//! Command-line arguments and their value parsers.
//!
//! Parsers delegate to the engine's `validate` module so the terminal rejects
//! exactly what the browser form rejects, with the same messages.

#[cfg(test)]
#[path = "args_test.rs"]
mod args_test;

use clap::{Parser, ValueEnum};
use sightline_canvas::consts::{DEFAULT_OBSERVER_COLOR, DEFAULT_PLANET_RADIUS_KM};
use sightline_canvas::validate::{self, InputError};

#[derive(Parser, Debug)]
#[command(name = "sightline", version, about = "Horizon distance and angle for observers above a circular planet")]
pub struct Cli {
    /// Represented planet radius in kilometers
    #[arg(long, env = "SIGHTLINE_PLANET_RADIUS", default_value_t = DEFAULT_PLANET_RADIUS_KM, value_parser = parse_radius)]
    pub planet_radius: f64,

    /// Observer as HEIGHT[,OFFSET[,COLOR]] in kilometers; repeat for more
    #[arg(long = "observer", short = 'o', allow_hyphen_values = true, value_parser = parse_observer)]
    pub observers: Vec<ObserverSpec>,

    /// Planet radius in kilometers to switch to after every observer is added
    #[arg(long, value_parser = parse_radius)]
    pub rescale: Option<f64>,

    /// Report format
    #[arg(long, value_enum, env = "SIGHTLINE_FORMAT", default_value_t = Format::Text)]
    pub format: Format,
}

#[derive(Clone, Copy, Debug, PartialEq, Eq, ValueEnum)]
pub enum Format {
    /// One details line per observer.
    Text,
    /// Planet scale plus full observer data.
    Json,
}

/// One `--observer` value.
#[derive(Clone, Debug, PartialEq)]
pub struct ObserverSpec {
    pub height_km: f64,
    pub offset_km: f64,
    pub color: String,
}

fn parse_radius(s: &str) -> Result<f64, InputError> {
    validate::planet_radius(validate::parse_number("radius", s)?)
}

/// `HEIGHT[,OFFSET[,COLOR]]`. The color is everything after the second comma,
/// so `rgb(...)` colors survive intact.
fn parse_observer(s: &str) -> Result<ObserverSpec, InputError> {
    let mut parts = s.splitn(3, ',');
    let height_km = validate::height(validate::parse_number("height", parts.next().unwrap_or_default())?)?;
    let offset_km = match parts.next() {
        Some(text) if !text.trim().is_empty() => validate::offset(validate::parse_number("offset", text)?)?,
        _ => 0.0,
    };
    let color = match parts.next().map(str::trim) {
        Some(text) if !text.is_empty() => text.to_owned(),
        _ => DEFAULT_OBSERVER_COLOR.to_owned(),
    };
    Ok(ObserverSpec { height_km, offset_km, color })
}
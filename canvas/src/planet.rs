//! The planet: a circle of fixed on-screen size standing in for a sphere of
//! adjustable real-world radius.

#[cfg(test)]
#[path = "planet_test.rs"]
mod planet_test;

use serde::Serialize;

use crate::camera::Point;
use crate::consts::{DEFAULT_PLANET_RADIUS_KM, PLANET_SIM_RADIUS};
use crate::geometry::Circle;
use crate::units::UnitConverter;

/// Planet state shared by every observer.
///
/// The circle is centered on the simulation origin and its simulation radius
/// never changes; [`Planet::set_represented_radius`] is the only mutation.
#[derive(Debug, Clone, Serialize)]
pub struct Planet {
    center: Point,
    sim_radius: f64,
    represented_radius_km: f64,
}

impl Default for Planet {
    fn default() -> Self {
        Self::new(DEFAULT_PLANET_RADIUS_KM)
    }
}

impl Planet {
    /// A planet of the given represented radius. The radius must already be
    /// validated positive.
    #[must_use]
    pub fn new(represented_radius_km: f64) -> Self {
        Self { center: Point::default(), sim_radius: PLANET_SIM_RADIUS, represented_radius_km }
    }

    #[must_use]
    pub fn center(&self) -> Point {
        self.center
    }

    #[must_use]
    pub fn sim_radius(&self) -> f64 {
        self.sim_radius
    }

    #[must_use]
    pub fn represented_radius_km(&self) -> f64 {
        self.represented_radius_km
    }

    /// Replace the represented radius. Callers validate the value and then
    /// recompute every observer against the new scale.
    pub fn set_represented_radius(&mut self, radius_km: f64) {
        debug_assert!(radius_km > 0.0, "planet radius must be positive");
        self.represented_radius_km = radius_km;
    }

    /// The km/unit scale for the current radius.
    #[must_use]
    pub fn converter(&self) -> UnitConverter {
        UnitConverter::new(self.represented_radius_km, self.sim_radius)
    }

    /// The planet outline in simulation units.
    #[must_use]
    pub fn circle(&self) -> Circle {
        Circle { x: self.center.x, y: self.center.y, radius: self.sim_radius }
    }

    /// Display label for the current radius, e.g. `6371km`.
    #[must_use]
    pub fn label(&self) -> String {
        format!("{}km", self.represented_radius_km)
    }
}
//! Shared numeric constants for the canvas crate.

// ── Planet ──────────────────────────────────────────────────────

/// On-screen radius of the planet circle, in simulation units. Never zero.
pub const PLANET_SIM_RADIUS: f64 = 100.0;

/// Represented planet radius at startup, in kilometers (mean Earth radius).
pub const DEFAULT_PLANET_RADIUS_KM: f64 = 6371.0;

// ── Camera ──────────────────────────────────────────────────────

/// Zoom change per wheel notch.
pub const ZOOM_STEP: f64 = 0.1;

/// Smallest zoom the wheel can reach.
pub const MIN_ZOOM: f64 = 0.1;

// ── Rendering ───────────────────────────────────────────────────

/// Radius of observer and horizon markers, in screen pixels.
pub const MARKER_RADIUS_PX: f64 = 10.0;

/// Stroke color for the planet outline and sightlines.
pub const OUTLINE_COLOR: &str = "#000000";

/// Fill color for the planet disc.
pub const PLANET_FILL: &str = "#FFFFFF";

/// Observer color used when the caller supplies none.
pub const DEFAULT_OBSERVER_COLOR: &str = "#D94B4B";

******

» HOW TO COMPLETE THIS TASK: A complete, exact copy of the material above is the expected answer.

» SOLUTION FOR THIS TASK:
//! Command-line arguments and their value parsers.
//!
//! Parsers delegate to the engine's `validate` module so the terminal rejects
//! exactly what the browser form rejects, with the same messages.

#[cfg(test)]
#[path = "args_test.rs"]
mod args_test;

use clap::{Parser, ValueEnum};
use sightline_canvas::consts::{DEFAULT_OBSERVER_COLOR, DEFAULT_PLANET_RADIUS_KM};
use sightline_canvas::validate::{self, InputError};

#[derive(Parser, Debug)]
#[command(name = "sightline", version, about = "Horizon distance and angle for observers above a circular planet")]
pub struct Cli {
    /// Represented planet radius in kilometers
    #[arg(long, env = "SIGHTLINE_PLANET_RADIUS", default_value_t = DEFAULT_PLANET_RADIUS_KM, value_parser = parse_radius)]
    pub planet_radius: f64,

    /// Observer as HEIGHT[,OFFSET[,COLOR]] in kilometers; repeat for more
    #[arg(long = "observer", short = 'o', allow_hyphen_values = true, value_parser = parse_observer)]
    pub observers: Vec<ObserverSpec>,

    /// Planet radius in kilometers to switch to after every observer is added
    #[arg(long, value_parser = parse_radius)]
    pub rescale: Option<f64>,

    /// Report format
    #[arg(long, value_enum, env = "SIGHTLINE_FORMAT", default_value_t = Format::Text)]
    pub format: Format,
}

#[derive(Clone, Copy, Debug, PartialEq, Eq, ValueEnum)]
pub enum Format {
    /// One details line per observer.
    Text,
    /// Planet scale plus full observer data.
    Json,
}

/// One `--observer` value.
#[derive(Clone, Debug, PartialEq)]
pub struct ObserverSpec {
    pub height_km: f64,
    pub offset_km: f64,
    pub color: String,
}

fn parse_radius(s: &str) -> Result<f64, InputError> {
    validate::planet_radius(validate::parse_number("radius", s)?)
}

/// `HEIGHT[,OFFSET[,COLOR]]`. The color is everything after the second comma,
/// so `rgb(...)` colors survive intact.
fn parse_observer(s: &str) -> Result<ObserverSpec, InputError> {
    let mut parts = s.splitn(3, ',');
    let height_km = validate::height(validate::parse_number("height", parts.next().unwrap_or_default())?)?;
    let offset_km = match parts.next() {
        Some(text) if !text.trim().is_empty() => validate::offset(validate::parse_number("offset", text)?)?,
        _ => 0.0,
    };
    let color = match parts.next().map(str::trim) {
        Some(text) if !text.is_empty() => text.to_owned(),
        _ => DEFAULT_OBSERVER_COLOR.to_owned(),
    };
    Ok(ObserverSpec { height_km, offset_km, color })
}
filename canvas/src/planet.rs
//! The planet: a circle of fixed on-screen size standing in for a sphere of
//! adjustable real-world radius.

#[cfg(test)]
#[path = "planet_test.rs"]
mod planet_test;

use serde::Serialize;

use crate::camera::Point;
use crate::consts::{DEFAULT_PLANET_RADIUS_KM, PLANET_SIM_RADIUS};
use crate::geometry::Circle;
use crate::units::UnitConverter;

/// Planet state shared by every observer.
///
/// The circle is centered on the simulation origin and its simulation radius
/// never changes; [`Planet::set_represented_radius`] is the only mutation.
#[derive(Debug, Clone, Serialize)]
pub struct Planet {
    center: Point,
    sim_radius: f64,
    represented_radius_km: f64,
}

impl Default for Planet {
    fn default() -> Self {
        Self::new(DEFAULT_PLANET_RADIUS_KM)
    }
}

impl Planet {
    /// A planet of the given represented radius. The radius must already be
    /// validated positive.
    #[must_use]
    pub fn new(represented_radius_km: f64) -> Self {
        Self { center: Point::default(), sim_radius: PLANET_SIM_RADIUS, represented_radius_km }
    }

    #[must_use]
    pub fn center(&self) -> Point {
        self.center
    }

    #[must_use]
    pub fn sim_radius(&self) -> f64 {
        self.sim_radius
    }

    #[must_use]
    pub fn represented_radius_km(&self) -> f64 {
        self.represented_radius_km
    }

    /// Replace the represented radius. Callers validate the value and then
    /// recompute every observer against the new scale.
    pub fn set_represented_radius(&mut self, radius_km: f64) {
        debug_assert!(radius_km > 0.0, "planet radius must be positive");
        self.represented_radius_km = radius_km;
    }

    /// The km/unit scale for the current radius.
    #[must_use]
    pub fn converter(&self) -> UnitConverter {
        UnitConverter::new(self.represented_radius_km, self.sim_radius)
    }

    /// The planet outline in simulation units.
    #[must_use]
    pub fn circle(&self) -> Circle {
        Circle { x: self.center.x, y: self.center.y, radius: self.sim_radius }
    }

    /// Display label for the current radius, e.g. `6371km`.
    #[must_use]
    pub fn label(&self) -> String {
        format!("{}km", self.represented_radius_km)
    }
}
//! Shared numeric constants for the canvas crate.

// ── Planet ──────────────────────────────────────────────────────

/// On-screen radius of the planet circle, in simulation units. Never zero.
pub const PLANET_SIM_RADIUS: f64 = 100.0;

/// Represented planet radius at startup, in kilometers (mean Earth radius).
pub const DEFAULT_PLANET_RADIUS_KM: f64 = 6371.0;

// ── Camera ──────────────────────────────────────────────────────

/// Zoom change per wheel notch.
pub const ZOOM_STEP: f64 = 0.1;

/// Smallest zoom the wheel can reach.
pub const MIN_ZOOM: f64 = 0.1;

// ── Rendering ───────────────────────────────────────────────────

/// Radius of observer and horizon markers, in screen pixels.
pub const MARKER_RADIUS_PX: f64 = 10.0;

/// Stroke color for the planet outline and sightlines.
pub const OUTLINE_COLOR: &str = "#000000";

/// Fill color for the planet disc.
pub const PLANET_FILL: &str = "#FFFFFF";

/// Observer color used when the caller supplies none.
pub const DEFAULT_OBSERVER_COLOR: &str = "#D94B4B";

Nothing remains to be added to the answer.